視線が絡んで、熱になる【完結】
トイレの鏡で自分の顔を確認する。若干酔っていて頬が赤いのにどうして涼は顔色が悪いといったのだろう。首を傾げつつ、一人の空間でようやく緊張の糸が解け、息を吐いた。
柊のあの柔らかな目線、口調、全て自分だけに向けていてほしかった。
そのようなことを言う立場にないことは理解していたが、どうしたって胸の奥がざわついて真っ黒い感情が溢れる。

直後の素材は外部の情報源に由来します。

//! CPU rendering subsystem.
//!
//! The frame renderer turns pattern output into rectangle fills on a
//! [`RasterSurface`]. Surfaces own their pixels (or, for [`DrawList`], just the
//! recorded command stream).
//!
//! Convention:
//! - geometry is in surface pixels (top-left origin, +Y down)
//! - alpha handed to surfaces is straight, in `[0, 1]`

pub mod data_url;
mod draw_list;
mod frame;
mod pixel_buffer;
mod surface;

pub use draw_list::{ClipCircle, DrawCmd, DrawItem, DrawList};
pub use frame::{FrameParams, FrameRenderer, FrameStats};
pub use pixel_buffer::PixelBuffer;
pub use surface::RasterSurface;
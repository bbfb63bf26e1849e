use std::time::Duration;

/// Frame timing snapshot.
#[derive(Debug, Copy, Clone, PartialEq)]
pub struct FrameTime {
    /// Wall time elapsed since the previous tick, in seconds, after clamping.
    pub dt: f32,

    /// Scaled animation time fed to the pattern library.
    pub logical: f32,

    /// Scheduler timestamp of the tick, in milliseconds.
    pub timestamp_ms: f64,

    /// Monotonic frame counter.
    pub frame_index: u64,
}

/// Animation clock driven by frame-callback timestamps.
///
/// Logical time accumulates `clamp(dt) * speed`, so changing the speed never
/// makes the animation jump. The first tick after construction or
/// [`reset_baseline`](Self::reset_baseline) advances by zero.
///
/// Delta time is clamped to avoid pathological values after a stall or a hidden tab.
#[derive(Debug, Clone)]
pub struct FrameClock {
    last_ms: Option<f64>,
    logical: f32,
    frame_index: u64,
    dt_min: Duration,
    dt_max: Duration,
}

impl FrameClock {
    /// Creates a clock at logical time zero with default clamps.
    pub fn new() -> Self {
        Self::with_clamps(Duration::ZERO, Duration::from_millis(250))
    }

    /// Creates a clock with custom delta-time clamps.
    pub fn with_clamps(dt_min: Duration, dt_max: Duration) -> Self {
        debug_assert!(dt_min <= dt_max);
        Self {
            last_ms: None,
            logical: 0.0,
            frame_index: 0,
            dt_min,
            dt_max,
        }
    }

    /// Forgets the previous timestamp. Logical time is kept.
    ///
    /// Used when resuming from pause so the paused wall time is not counted.
    pub fn reset_baseline(&mut self) {
        self.last_ms = None;
    }

    /// Rewinds logical time to zero and forgets the baseline.
    pub fn rewind(&mut self) {
        self.last_ms = None;
        self.logical = 0.0;
    }

    #[inline]
    pub fn logical(&self) -> f32 {
        self.logical
    }

    /// Advances the clock to `timestamp_ms` and returns a new `FrameTime`.
    pub fn tick(&mut self, timestamp_ms: f64, speed: f32) -> FrameTime {
        let dt = match self.last_ms {
            Some(last) if timestamp_ms.is_finite() => {
                let raw = ((timestamp_ms - last) / 1000.0).max(0.0) as f32;
                raw.clamp(self.dt_min.as_secs_f32(), self.dt_max.as_secs_f32())
            }
            _ => 0.0,
        };

        if timestamp_ms.is_finite() {
            self.last_ms = Some(timestamp_ms);
        }

        let speed = if speed.is_finite() { speed.max(0.0) } else { 0.0 };
        self.logical += dt * speed;

        self.snapshot(dt, timestamp_ms)
    }

    /// Returns a snapshot at the held logical time without advancing.
    pub fn hold(&mut self, timestamp_ms: f64) -> FrameTime {
        self.snapshot(0.0, timestamp_ms)
    }

    fn snapshot(&mut self, dt: f32, timestamp_ms: f64) -> FrameTime {
        let ft = FrameTime {
            dt,
            logical: self.logical,
            timestamp_ms,
            frame_index: self.frame_index,
        };
        self.frame_index = self.frame_index.wrapping_add(1);
        ft
    }
}

impl Default for FrameClock {
    fn default() -> Self {
        Self::new()
    }
}

#[cfg(test)]
mod tests {
    use super::*;

    #[test]
    fn first_tick_does_not_advance() {
        let mut clock = FrameClock::new();
        let ft = clock.tick(12_345.0, 1.0);
        assert_eq!(ft.dt, 0.0);
        assert_eq!(ft.logical, 0.0);
        assert_eq!(ft.frame_index, 0);
    }

    #[test]
    fn accumulates_scaled_delta() {
        let mut clock = FrameClock::new();
        clock.tick(0.0, 1.0);
        clock.tick(100.0, 1.0);
        let ft = clock.tick(200.0, 0.5);
        assert!((ft.logical - 0.15).abs() < 1e-6);
        assert_eq!(ft.frame_index, 2);
    }

    #[test]
    fn long_stall_is_clamped() {
        let mut clock = FrameClock::new();
        clock.tick(0.0, 1.0);
        let ft = clock.tick(60_000.0, 1.0);
        assert_eq!(ft.dt, 0.25);
    }

    #[test]
    fn backwards_timestamp_is_zero_delta() {
        let mut clock = FrameClock::new();
        clock.tick(500.0, 1.0);
        assert_eq!(clock.tick(400.0, 1.0).dt, 0.0);
    }

    #[test]
    fn baseline_reset_skips_gap_but_keeps_time() {
        let mut clock = FrameClock::new();
        clock.tick(0.0, 1.0);
        clock.tick(100.0, 1.0);
        clock.reset_baseline();
        let ft = clock.tick(10_000.0, 1.0);
        assert!((ft.logical - 0.1).abs() < 1e-6);
        assert!((clock.tick(10_100.0, 1.0).logical - 0.2).abs() < 1e-6);
    }

    #[test]
    fn hold_keeps_logical_time() {
        let mut clock = FrameClock::new();
        clock.tick(0.0, 1.0);
        clock.tick(200.0, 1.0);
        let held = clock.hold(5_000.0);
        assert!((held.logical - 0.2).abs() < 1e-6);
        assert_eq!(held.dt, 0.0);
    }

    #[test]
    fn rewind_returns_to_zero() {
        let mut clock = FrameClock::new();
        clock.tick(0.0, 1.0);
        clock.tick(200.0, 1.0);
        clock.rewind();
        assert_eq!(clock.logical(), 0.0);
    }
}
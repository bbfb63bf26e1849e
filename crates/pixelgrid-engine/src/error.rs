//! Engine error types.
//!
//! None of these are fatal to an animation session: the driver logs render
//! errors and keeps scheduling, and the shell turns storage/snapshot errors into
//! user-visible notices.

use thiserror::Error;

/// Why a frame was skipped.
#[derive(Debug, Clone, PartialEq, Error)]
pub enum RenderError {
    #[error("unsupported pattern kind `{0}`")]
    UnknownPattern(String),

    #[error("active palette is empty")]
    EmptyPalette,

    #[error("invalid cell size {0}")]
    InvalidCellSize(f32),

    #[error("surface {width}x{height} is too small for a {cell}px grid")]
    EmptyGrid { width: f32, height: f32, cell: f32 },

    #[error("pattern panicked: {0}")]
    Panicked(String),
}

/// Encoding or decoding of persisted snapshots failed.
#[derive(Debug, Error)]
pub enum SnapshotError {
    #[error("invalid snapshot json: {0}")]
    Json(#[from] serde_json::Error),

    #[error("image codec failed: {0}")]
    Image(#[from] image::ImageError),

    #[error("invalid base64 payload: {0}")]
    Base64(#[from] base64::DecodeError),

    #[error("snapshot is not a json object")]
    NotAnObject,

    #[error("not a png data url")]
    NotDataUrl,

    #[error("image is {found_w}x{found_h}, surface is {want_w}x{want_h}")]
    SizeMismatch { found_w: u32, found_h: u32, want_w: u32, want_h: u32 },

    #[error("surface does not support image snapshots")]
    Unsupported,
}

/// Key-value storage failure.
#[derive(Debug, Error)]
pub enum StorageError {
    #[error("storage unavailable: {0}")]
    Unavailable(String),

    #[error("storage quota exceeded writing `{key}`")]
    QuotaExceeded { key: String },

    #[error(transparent)]
    Snapshot(#[from] SnapshotError),
}
//! Pixelgrid engine crate.
//!
//! Renders animated pixel-art patterns onto a CPU raster surface.
//!
//! Layers, leaf to root:
//! - `paint` / `coords`: colors, palettes, interpolation, geometry
//! - `pattern`: the shapes and field pattern libraries
//! - `render`: raster surfaces and the frame renderer
//! - `time` / `driver`: animation clock, frame scheduling, RUNNING/PAUSED machine
//! - `config` / `storage`: observable configuration, snapshots, key-value slots
//! - `session`: glue owning all of the above

pub mod config;
pub mod coords;
pub mod driver;
pub mod error;
pub mod logging;
pub mod paint;
pub mod pattern;
pub mod render;
pub mod session;
pub mod storage;
pub mod time;

pub use config::{ConfigChange, ConfigStore, Configuration};
pub use driver::{AnimationDriver, FrameOutcome, FrameScheduler, ManualScheduler};
pub use error::{RenderError, SnapshotError, StorageError};
pub use render::{DrawList, FrameRenderer, PixelBuffer, RasterSurface};
pub use session::Session;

これが恋をするということなのだと、改めて実感した。
休日に会うたびに、体を合わせて他愛のない会話をする。それだけで満足だったはずなのに。数分トイレでボーっとした後にようやくそこを出ると、

「わ、」

廊下に涼がいた。壁にもたれるようにして携帯を見ている彼は琴葉に気づくと、途端笑顔を見せた。

「待ってたよ。大丈夫?」
「待ってたって何ですか…」

引き攣った顔をしていると、涼が顔を顰めて首を横に振った。
「ちょっとやめてくれない?人を変態みたいな目で見るの」
「そこまでは思ってません」
「そこまでは、って…。まぁいいや。大丈夫?なんか元気無さそうで。やっぱりこういうところ苦手だよね?」
「いえ、そんなことはないです!」

涼の言った“顔色の悪い”という表現は“元気がない”様子を言っていたのだと気づき思わず笑みが浮かぶ。
「本当に?あ、わかった。不破マネージャーのことでしょ?俺はあんまり橋野さんのことは知らないというか今回初めてちゃんと挨拶したけど前から不破マネージャーとは知り合いみたいだね。名前だけは何度か聞いていたから」
「…そうですか」

涼にはすべてお見通しのようだ。飲み会と言ってもただのそれではない。クライアントとの飲み会は接待に値する。気分を落とさないようにしっかりしなければいけないのに、どうしても柊のことが気になってしまう。